#### The records
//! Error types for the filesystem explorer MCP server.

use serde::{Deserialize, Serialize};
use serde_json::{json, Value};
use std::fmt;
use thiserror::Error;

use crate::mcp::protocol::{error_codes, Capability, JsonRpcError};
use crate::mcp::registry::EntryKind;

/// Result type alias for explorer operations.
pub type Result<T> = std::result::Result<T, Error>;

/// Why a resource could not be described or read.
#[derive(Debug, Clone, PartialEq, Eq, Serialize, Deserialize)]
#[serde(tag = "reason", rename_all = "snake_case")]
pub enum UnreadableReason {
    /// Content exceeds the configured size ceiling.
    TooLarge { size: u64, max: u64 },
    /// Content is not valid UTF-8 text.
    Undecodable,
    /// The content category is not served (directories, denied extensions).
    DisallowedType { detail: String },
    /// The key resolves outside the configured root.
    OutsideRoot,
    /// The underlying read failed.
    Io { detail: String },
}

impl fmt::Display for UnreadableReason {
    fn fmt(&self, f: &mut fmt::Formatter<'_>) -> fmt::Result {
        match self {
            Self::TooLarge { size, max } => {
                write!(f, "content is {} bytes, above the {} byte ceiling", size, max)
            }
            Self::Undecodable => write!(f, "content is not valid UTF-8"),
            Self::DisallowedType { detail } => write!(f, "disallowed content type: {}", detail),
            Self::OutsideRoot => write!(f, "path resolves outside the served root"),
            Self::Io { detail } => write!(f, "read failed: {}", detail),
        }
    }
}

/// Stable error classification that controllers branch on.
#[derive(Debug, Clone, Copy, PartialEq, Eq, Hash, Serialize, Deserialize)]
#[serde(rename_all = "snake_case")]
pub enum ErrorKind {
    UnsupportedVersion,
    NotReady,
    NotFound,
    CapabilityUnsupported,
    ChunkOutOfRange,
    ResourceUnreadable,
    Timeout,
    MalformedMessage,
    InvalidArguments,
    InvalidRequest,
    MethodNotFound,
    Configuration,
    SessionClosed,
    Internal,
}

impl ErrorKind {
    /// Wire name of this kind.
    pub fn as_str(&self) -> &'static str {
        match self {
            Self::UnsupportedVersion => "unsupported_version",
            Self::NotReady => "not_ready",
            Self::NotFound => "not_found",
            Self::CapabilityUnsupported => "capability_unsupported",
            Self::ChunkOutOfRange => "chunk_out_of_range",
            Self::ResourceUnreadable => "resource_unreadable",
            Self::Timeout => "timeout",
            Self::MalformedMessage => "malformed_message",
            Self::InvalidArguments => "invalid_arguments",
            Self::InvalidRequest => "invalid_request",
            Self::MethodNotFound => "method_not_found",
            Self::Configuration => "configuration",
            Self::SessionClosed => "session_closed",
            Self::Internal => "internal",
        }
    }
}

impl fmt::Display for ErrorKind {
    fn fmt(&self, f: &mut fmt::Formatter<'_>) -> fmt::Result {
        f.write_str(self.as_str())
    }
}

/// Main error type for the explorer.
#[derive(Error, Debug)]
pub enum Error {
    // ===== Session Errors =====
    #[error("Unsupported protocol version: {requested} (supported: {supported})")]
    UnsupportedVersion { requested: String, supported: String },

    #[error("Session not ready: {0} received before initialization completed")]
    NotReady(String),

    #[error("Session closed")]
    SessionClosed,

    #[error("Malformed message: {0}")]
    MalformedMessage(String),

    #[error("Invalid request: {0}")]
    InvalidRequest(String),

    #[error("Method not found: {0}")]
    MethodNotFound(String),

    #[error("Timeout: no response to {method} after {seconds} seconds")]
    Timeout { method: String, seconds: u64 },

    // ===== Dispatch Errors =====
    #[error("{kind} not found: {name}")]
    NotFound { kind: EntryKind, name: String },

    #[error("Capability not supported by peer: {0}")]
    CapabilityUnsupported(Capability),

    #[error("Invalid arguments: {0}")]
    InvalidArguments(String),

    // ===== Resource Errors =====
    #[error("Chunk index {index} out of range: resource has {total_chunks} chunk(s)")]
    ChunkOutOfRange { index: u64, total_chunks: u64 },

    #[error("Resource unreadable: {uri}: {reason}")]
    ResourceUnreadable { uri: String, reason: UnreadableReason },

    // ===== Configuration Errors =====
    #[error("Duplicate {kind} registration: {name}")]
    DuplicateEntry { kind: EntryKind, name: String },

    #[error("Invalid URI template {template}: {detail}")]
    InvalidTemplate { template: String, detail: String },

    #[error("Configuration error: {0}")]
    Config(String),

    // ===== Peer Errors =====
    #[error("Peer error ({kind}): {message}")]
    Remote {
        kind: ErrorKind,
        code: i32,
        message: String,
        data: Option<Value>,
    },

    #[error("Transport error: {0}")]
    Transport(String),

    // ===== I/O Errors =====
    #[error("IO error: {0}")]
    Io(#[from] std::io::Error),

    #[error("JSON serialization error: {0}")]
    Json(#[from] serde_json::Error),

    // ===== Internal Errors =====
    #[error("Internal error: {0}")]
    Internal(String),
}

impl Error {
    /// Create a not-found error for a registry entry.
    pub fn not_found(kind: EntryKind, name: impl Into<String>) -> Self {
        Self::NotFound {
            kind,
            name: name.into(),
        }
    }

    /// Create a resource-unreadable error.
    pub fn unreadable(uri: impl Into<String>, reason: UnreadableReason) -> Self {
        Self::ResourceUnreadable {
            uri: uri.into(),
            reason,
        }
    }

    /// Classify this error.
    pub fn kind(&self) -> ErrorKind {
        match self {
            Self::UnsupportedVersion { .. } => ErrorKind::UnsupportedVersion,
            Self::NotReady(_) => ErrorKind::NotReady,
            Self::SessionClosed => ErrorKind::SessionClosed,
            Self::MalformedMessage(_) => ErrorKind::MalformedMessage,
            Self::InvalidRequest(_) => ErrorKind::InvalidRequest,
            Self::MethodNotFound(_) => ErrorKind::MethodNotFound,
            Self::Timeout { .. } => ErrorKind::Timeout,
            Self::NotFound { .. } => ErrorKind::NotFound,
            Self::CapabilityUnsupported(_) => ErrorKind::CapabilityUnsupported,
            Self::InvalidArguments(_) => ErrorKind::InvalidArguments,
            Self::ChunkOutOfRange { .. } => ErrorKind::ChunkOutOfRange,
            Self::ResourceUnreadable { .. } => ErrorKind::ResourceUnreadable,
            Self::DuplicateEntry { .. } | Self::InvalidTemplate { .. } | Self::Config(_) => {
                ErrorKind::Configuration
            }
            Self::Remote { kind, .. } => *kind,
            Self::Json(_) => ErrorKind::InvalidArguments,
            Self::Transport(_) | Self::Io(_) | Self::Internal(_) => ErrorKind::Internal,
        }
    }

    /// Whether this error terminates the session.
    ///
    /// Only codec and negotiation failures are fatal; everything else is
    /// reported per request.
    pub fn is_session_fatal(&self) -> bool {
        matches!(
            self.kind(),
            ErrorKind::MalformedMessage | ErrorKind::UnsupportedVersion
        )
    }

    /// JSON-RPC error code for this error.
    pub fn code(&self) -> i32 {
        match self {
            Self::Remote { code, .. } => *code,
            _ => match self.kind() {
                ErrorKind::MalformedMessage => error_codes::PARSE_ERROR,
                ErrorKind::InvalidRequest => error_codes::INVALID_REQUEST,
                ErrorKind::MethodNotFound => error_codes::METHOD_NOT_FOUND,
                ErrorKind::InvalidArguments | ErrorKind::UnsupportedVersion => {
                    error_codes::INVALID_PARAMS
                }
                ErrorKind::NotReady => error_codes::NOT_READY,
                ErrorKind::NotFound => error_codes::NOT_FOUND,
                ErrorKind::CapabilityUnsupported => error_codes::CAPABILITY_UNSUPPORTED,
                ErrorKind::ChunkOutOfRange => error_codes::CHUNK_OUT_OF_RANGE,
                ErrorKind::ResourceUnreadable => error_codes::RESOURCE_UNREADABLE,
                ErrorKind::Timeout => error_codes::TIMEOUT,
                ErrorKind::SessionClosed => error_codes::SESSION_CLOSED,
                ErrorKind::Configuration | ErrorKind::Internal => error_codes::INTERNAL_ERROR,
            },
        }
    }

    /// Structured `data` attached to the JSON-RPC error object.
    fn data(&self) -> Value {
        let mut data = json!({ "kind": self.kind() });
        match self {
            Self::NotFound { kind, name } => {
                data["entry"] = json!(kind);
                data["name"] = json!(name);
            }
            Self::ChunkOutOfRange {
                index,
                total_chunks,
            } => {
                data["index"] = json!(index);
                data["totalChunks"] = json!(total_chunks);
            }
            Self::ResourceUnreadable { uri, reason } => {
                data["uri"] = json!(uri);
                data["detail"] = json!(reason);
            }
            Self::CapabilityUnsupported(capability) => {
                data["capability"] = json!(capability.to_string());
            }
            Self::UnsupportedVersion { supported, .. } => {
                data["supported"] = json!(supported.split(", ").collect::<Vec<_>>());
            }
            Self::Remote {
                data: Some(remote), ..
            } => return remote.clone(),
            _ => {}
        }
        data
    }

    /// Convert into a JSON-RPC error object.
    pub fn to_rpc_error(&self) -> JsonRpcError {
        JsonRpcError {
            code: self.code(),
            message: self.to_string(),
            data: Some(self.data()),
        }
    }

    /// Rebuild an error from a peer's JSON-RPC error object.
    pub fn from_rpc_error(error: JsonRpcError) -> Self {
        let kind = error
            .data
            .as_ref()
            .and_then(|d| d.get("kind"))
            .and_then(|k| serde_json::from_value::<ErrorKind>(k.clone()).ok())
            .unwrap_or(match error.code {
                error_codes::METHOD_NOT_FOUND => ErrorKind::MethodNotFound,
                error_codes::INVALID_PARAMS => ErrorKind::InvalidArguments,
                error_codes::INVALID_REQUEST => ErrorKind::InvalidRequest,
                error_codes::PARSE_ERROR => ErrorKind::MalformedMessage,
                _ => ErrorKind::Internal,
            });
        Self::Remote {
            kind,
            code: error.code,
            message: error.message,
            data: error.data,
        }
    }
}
* * *
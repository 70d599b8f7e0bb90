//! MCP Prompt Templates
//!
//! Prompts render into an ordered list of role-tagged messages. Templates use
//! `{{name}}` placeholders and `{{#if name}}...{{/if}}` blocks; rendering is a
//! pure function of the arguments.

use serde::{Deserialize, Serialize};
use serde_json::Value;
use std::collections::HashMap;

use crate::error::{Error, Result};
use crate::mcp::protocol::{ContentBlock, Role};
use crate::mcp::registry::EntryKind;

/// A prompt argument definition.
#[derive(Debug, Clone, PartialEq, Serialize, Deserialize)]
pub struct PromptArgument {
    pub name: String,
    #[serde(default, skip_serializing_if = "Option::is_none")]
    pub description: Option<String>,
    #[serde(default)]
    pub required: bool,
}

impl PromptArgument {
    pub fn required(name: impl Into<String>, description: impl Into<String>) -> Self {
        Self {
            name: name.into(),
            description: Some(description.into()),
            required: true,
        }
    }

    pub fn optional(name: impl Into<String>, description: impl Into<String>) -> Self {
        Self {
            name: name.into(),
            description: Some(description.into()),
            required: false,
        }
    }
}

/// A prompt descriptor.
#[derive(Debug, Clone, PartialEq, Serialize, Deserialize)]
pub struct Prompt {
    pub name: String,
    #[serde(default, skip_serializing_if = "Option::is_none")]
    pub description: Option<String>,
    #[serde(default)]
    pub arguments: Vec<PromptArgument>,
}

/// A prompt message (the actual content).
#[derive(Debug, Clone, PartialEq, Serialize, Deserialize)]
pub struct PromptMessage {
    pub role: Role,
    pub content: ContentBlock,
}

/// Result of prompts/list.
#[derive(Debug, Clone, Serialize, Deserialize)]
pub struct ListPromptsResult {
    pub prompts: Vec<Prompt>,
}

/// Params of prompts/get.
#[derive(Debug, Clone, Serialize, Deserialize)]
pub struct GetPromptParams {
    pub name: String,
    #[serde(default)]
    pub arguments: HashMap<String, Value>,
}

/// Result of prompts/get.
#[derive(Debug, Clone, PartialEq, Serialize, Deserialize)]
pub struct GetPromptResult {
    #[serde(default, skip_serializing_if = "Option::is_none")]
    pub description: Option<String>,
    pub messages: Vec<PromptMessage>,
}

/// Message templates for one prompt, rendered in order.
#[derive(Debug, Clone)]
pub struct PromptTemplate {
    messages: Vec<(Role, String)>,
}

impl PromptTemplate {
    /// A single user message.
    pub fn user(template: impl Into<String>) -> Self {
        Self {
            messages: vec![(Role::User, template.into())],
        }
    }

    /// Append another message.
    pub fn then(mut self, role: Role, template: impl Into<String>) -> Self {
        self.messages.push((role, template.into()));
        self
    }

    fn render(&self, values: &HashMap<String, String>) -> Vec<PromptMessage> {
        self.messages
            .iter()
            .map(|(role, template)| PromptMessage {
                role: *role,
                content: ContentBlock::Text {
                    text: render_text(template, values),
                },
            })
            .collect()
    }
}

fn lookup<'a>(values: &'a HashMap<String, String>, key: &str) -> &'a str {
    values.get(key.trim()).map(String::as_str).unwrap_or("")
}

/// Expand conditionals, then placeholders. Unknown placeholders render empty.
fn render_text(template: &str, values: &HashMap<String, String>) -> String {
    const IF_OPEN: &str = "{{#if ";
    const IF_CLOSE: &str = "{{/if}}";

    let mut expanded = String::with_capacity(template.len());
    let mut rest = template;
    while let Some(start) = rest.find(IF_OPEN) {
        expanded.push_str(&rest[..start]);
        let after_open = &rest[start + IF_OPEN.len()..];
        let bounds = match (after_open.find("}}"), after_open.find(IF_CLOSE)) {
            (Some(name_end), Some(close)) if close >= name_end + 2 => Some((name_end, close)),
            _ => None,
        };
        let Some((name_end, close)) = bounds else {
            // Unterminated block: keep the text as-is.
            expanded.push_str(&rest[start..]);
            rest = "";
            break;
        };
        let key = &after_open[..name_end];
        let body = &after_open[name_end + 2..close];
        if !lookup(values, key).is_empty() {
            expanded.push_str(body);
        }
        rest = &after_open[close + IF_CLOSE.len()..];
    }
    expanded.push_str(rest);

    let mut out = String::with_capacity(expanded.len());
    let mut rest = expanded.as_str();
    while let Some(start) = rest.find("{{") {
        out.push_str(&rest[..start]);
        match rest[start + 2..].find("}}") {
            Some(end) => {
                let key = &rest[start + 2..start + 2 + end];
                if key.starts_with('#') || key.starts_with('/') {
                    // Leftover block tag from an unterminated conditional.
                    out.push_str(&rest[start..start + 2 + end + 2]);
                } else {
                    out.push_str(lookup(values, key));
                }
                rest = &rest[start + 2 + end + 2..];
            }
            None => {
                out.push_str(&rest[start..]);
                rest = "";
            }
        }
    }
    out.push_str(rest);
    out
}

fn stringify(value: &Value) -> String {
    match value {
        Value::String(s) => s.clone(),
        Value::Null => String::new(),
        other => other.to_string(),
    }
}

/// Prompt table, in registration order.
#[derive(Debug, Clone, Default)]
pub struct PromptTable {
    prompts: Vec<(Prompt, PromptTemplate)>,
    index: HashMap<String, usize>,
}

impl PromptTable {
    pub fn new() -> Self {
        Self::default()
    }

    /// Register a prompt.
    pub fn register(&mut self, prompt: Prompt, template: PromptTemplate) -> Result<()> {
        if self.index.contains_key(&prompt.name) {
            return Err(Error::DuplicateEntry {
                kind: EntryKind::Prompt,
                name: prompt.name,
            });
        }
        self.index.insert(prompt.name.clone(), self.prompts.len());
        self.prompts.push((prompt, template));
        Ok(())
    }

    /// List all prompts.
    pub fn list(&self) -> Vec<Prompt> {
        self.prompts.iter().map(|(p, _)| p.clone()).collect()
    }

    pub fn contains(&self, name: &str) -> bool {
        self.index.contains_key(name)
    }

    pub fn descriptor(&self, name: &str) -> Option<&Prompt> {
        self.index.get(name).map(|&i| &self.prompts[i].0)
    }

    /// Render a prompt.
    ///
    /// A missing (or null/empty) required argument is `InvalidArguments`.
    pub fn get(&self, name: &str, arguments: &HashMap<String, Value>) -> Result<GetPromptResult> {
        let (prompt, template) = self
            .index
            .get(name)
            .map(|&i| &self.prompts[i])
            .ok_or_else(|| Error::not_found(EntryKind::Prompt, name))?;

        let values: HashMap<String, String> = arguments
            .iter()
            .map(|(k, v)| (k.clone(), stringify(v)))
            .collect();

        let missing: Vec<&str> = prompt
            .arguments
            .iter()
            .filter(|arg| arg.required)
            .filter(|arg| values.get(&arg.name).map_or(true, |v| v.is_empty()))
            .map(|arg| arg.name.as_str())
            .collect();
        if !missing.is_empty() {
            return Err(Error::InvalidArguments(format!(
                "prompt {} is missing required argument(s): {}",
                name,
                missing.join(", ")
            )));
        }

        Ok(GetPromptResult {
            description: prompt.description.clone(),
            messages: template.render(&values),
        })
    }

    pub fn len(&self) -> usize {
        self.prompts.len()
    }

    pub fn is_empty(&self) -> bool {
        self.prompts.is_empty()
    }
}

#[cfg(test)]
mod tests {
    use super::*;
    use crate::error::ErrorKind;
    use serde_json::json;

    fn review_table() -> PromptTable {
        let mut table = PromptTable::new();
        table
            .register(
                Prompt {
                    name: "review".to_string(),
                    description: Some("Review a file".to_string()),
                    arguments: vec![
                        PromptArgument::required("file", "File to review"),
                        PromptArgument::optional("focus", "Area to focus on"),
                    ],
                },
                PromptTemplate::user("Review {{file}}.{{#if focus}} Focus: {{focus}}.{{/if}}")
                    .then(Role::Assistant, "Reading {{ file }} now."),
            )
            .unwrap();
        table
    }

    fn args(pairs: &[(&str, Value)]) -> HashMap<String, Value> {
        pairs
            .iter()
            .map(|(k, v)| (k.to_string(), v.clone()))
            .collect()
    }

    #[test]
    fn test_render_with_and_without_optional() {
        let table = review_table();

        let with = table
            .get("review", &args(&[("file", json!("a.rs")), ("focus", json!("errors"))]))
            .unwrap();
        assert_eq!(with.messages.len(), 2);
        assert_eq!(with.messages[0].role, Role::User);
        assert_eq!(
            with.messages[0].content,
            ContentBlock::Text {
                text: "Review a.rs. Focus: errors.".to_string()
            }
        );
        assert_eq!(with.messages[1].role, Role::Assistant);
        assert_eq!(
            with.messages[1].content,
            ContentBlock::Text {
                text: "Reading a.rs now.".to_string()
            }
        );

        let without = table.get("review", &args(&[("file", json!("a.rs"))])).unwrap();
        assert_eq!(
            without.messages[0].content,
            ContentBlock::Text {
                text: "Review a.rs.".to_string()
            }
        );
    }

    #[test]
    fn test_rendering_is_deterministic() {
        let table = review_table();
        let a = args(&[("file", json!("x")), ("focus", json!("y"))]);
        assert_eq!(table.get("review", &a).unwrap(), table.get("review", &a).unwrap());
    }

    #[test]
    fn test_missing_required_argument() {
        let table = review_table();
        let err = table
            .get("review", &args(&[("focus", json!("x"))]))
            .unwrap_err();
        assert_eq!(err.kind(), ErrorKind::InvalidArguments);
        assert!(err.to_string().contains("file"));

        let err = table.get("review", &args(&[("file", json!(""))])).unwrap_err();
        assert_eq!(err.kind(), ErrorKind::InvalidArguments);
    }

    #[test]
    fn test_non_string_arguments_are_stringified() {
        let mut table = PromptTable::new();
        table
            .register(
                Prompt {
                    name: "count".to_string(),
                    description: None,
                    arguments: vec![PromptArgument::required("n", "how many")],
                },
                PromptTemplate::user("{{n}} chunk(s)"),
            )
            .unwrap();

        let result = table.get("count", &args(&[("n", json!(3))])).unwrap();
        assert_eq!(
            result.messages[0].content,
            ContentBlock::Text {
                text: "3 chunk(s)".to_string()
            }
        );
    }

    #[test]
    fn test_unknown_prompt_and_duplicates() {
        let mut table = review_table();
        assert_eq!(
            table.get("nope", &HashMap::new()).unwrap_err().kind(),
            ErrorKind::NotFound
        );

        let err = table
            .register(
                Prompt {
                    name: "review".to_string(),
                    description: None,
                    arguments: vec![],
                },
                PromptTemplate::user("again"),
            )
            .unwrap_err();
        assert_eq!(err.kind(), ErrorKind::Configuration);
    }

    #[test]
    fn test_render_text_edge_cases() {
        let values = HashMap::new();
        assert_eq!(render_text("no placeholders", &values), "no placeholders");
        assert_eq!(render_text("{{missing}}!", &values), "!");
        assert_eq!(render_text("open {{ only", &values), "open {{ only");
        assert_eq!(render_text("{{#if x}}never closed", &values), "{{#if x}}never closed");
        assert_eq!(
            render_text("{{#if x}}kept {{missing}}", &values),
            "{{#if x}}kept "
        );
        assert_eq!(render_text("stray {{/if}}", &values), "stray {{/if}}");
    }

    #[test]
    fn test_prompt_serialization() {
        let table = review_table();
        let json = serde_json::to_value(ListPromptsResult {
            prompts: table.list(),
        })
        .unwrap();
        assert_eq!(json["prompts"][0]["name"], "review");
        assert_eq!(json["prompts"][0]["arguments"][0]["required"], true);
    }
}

#### Task goal
The required output is each line of the entries that contains the word "object".

#### Solution for this exercise
    /// Structured `data` attached to the JSON-RPC error object.
    /// Convert into a JSON-RPC error object.
    /// Rebuild an error from a peer's JSON-RPC error object.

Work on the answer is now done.